- [PROBLEM DETAILS]: When you find the word "sync" in a line of the entries, please copy the whole line.

- [DATA SECTION]:
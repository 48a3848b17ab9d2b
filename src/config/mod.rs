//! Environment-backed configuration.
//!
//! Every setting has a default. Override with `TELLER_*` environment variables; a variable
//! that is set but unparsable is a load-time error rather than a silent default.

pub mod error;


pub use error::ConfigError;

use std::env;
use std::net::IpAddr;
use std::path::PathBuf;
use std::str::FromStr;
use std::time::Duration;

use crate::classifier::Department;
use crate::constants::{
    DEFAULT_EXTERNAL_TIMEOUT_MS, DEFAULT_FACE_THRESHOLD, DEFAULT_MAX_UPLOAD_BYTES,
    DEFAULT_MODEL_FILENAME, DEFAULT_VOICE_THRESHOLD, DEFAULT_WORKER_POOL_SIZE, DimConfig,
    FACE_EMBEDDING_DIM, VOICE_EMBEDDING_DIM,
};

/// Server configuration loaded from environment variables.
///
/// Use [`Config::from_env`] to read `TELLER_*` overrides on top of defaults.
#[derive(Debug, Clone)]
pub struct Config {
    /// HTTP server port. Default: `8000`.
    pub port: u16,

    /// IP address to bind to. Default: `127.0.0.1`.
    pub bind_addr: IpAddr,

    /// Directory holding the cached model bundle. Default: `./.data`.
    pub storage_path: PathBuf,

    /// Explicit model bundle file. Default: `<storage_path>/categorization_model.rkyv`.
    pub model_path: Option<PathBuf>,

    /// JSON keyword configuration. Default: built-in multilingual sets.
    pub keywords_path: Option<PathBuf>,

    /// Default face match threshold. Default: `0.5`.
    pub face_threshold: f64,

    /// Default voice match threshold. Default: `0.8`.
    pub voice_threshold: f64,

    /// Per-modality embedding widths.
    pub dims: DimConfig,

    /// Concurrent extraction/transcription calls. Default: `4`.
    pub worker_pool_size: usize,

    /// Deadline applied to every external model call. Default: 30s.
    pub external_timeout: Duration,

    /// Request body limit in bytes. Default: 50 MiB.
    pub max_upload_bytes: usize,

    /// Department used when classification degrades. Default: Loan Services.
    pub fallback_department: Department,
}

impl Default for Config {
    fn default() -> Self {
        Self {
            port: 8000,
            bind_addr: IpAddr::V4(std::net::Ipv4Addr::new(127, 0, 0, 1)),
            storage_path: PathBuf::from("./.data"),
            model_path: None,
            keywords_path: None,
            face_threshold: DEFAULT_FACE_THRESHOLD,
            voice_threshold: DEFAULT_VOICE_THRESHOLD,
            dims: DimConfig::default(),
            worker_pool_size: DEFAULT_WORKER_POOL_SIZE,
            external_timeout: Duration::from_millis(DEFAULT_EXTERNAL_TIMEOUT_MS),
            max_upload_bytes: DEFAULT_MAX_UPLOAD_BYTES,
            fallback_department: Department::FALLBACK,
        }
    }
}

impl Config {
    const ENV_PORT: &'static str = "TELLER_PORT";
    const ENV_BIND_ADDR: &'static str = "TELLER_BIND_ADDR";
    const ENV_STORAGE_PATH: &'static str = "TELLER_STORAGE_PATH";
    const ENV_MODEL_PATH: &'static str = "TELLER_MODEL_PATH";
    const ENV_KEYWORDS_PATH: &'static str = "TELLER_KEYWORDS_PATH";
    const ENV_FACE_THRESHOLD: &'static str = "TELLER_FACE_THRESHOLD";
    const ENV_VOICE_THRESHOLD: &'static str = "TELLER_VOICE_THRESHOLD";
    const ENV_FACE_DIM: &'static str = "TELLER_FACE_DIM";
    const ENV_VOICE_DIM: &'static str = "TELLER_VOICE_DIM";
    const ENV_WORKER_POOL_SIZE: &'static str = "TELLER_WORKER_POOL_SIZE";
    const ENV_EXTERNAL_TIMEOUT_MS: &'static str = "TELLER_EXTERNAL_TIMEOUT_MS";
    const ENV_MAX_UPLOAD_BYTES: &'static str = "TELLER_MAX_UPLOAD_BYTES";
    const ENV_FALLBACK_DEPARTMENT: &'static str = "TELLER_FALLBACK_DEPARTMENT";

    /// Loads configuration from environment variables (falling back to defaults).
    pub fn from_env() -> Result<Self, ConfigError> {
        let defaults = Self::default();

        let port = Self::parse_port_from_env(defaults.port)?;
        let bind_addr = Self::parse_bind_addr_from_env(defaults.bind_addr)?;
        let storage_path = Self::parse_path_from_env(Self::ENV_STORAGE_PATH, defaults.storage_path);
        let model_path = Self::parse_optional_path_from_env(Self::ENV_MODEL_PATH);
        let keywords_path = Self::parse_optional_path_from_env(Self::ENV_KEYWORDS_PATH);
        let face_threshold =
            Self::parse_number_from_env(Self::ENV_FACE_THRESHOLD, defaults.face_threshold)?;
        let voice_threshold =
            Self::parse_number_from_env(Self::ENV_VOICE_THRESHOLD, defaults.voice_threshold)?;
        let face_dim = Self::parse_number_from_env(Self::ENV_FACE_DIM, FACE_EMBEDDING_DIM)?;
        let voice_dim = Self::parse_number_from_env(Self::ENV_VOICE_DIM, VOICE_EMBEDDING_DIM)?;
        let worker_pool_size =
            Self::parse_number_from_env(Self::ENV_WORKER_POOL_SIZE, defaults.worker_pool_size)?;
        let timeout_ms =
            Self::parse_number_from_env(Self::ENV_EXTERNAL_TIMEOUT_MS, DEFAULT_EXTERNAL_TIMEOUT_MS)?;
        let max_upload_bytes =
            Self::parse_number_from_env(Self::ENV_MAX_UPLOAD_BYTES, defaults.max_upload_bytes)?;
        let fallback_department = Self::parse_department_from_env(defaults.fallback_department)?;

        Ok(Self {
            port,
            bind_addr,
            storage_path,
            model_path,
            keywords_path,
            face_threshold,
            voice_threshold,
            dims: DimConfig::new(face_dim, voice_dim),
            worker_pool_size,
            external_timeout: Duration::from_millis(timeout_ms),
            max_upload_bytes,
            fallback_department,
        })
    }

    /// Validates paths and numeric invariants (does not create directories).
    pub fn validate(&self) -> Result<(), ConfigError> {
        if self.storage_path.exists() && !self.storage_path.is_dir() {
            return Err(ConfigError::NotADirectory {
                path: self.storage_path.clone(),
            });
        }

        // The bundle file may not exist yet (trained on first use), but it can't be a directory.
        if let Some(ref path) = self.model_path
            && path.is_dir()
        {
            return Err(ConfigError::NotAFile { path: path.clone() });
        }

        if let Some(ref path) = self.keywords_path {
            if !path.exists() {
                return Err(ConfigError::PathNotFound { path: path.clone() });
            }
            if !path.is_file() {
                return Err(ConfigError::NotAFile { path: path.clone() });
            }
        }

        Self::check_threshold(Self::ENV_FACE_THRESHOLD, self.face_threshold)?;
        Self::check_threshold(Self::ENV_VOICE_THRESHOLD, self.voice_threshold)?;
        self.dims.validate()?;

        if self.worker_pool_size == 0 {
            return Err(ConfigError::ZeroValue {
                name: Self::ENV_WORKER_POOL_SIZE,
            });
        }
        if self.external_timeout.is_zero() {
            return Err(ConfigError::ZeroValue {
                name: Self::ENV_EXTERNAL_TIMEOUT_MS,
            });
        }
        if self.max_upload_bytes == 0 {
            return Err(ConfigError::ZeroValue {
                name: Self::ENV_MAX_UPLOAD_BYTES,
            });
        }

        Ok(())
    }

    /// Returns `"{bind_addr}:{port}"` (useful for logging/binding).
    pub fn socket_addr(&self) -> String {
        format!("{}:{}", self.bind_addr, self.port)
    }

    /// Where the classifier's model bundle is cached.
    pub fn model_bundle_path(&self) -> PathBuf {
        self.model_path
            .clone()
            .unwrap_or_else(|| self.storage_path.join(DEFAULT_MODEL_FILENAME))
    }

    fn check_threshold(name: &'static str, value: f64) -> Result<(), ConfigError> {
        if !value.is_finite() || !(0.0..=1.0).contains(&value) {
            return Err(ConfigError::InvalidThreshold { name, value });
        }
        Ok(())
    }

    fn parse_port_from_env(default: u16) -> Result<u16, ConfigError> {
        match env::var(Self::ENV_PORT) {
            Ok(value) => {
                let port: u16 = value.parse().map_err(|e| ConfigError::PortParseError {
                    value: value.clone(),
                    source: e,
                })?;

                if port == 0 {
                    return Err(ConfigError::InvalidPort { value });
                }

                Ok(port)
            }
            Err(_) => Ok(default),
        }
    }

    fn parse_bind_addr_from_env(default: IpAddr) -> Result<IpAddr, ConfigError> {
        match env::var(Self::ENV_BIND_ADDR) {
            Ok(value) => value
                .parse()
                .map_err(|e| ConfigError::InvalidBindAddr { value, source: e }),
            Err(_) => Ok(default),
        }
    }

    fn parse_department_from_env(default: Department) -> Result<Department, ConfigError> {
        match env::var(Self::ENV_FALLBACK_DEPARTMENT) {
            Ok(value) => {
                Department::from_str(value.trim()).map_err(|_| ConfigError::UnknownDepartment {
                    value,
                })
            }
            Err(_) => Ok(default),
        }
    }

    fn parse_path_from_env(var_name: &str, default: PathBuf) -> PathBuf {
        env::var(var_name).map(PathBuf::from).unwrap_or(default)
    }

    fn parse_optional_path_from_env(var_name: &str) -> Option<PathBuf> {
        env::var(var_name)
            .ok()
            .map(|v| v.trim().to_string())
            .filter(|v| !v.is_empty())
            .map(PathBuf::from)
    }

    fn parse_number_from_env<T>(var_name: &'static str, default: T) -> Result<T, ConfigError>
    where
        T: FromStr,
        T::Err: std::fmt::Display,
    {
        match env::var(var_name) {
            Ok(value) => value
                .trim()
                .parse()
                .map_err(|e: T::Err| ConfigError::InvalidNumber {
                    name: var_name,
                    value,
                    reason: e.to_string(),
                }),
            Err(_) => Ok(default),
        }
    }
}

* * *

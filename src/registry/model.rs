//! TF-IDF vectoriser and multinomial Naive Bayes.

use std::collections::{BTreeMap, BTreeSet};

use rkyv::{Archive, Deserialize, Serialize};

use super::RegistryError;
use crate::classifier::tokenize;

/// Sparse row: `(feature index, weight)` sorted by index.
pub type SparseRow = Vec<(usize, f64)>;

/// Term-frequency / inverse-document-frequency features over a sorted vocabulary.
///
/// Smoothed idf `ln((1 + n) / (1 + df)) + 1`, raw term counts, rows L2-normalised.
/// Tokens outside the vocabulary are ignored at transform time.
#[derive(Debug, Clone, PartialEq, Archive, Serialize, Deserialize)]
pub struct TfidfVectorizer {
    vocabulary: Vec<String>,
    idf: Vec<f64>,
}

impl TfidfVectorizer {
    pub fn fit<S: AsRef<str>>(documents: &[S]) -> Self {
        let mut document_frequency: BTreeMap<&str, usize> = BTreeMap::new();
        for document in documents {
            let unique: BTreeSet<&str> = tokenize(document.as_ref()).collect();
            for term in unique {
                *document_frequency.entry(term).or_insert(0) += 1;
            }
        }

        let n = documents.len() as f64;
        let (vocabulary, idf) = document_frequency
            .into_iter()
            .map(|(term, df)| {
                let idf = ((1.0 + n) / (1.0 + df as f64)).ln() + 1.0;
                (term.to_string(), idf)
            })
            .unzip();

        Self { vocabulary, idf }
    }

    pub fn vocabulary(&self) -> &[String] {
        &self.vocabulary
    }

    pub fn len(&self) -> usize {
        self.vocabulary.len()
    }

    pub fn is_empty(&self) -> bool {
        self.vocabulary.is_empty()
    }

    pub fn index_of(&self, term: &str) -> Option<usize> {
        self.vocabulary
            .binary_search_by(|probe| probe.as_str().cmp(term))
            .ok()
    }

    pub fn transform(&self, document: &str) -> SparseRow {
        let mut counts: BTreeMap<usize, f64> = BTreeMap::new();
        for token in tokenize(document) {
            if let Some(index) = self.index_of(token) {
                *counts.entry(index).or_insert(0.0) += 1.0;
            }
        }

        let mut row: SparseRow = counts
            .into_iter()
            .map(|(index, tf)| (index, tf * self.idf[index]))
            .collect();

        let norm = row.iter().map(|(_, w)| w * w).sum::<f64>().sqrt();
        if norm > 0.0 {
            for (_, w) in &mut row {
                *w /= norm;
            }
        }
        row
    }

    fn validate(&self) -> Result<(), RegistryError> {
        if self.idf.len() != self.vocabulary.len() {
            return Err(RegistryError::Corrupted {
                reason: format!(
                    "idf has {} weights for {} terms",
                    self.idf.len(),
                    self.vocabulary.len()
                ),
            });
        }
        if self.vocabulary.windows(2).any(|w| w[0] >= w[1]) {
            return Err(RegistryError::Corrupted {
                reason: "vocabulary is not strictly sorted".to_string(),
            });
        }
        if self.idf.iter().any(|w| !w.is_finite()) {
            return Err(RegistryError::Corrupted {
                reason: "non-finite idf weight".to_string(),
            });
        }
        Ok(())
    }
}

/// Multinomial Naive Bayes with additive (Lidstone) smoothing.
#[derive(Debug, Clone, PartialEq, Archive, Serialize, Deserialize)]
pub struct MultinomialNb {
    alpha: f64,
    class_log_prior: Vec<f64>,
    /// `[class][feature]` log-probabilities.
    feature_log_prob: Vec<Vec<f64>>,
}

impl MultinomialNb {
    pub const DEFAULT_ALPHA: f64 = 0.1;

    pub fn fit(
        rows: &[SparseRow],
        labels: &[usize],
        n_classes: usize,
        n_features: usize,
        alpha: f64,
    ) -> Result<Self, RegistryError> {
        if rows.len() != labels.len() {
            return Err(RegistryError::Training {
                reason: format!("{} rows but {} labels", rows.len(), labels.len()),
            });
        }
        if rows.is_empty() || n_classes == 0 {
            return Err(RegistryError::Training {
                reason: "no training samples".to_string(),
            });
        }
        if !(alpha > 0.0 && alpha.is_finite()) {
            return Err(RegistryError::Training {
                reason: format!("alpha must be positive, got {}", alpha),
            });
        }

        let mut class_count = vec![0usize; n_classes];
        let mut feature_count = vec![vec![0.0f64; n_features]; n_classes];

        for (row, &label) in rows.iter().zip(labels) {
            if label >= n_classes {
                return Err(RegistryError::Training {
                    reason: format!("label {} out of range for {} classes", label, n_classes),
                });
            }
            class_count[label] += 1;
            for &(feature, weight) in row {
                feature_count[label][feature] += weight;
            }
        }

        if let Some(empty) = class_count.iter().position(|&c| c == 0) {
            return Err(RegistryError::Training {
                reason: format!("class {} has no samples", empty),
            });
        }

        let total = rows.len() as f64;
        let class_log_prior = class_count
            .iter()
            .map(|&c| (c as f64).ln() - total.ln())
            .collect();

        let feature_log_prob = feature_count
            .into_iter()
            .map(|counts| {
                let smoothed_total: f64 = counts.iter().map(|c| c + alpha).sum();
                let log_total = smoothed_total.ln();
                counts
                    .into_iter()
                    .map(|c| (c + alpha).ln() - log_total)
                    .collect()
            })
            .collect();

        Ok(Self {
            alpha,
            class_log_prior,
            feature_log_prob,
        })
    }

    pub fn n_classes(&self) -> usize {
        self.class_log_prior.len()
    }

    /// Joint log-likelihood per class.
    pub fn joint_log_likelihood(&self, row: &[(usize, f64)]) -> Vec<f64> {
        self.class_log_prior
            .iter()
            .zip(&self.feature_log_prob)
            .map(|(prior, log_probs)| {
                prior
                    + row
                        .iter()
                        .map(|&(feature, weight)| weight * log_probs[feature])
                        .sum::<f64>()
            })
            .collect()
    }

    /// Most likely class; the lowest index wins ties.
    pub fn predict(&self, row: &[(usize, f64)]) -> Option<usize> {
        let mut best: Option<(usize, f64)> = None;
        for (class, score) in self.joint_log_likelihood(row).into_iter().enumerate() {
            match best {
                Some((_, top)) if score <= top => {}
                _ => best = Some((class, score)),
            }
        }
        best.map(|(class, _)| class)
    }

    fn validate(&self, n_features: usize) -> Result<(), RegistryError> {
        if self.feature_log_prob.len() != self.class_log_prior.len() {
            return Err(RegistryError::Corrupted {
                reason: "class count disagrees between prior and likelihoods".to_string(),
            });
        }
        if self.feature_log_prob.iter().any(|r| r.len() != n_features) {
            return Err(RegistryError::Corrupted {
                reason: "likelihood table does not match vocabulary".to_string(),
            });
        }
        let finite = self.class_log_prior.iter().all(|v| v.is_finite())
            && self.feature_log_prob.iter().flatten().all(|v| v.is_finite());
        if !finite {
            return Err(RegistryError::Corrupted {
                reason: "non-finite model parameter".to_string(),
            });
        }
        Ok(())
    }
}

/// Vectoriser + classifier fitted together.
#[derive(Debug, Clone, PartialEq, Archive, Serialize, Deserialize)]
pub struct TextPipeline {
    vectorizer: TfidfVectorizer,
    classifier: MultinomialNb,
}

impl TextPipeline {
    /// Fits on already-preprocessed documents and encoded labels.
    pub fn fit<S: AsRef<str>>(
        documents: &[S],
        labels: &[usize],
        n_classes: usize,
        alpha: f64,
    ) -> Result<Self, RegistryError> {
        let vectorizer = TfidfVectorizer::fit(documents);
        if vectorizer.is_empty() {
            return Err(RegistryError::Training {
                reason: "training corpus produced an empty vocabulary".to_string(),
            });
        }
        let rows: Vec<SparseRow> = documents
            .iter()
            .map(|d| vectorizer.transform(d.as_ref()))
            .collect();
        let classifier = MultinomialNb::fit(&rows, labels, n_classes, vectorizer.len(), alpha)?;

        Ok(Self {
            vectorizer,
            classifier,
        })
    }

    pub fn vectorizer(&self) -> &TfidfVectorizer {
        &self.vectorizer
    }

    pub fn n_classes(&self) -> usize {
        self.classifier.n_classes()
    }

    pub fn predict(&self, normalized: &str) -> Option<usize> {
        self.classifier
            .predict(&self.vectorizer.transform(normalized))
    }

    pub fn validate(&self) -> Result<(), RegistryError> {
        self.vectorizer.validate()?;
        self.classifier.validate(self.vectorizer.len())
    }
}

* * *

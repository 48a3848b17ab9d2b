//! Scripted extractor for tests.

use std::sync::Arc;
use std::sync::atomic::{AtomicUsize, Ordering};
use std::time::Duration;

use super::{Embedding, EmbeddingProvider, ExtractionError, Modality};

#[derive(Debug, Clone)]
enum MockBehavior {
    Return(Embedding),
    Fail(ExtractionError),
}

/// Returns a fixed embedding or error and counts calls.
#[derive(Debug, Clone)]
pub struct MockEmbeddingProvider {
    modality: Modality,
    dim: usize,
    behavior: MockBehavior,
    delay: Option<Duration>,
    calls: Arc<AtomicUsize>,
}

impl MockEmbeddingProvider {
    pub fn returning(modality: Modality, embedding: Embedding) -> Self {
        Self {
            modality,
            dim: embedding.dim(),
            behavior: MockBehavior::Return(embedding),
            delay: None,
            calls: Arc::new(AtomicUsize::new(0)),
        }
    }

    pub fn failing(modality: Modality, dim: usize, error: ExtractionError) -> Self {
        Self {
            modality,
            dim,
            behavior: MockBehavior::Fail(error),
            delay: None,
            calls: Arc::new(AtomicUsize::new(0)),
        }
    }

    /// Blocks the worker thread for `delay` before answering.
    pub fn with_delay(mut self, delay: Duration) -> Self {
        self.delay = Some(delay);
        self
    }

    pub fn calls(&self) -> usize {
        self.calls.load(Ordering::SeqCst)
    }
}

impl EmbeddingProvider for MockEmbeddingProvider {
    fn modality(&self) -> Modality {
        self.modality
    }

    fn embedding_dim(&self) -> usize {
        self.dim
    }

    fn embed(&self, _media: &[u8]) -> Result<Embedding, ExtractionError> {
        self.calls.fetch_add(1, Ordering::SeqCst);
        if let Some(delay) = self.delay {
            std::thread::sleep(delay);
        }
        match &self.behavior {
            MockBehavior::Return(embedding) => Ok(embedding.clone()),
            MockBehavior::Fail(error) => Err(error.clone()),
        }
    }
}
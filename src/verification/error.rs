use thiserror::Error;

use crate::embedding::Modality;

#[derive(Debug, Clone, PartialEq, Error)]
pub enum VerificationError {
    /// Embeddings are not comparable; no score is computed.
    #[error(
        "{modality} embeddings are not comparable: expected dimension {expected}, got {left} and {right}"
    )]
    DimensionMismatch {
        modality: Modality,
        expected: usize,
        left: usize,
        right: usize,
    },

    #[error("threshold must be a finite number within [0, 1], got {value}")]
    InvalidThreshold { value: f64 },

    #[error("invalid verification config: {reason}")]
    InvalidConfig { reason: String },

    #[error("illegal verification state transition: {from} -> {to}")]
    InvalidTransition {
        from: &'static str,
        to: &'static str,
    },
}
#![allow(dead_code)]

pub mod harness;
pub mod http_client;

- [TASK ANSWER]:
use std::sync::Arc;
use std::sync::atomic::{AtomicUsize, Ordering};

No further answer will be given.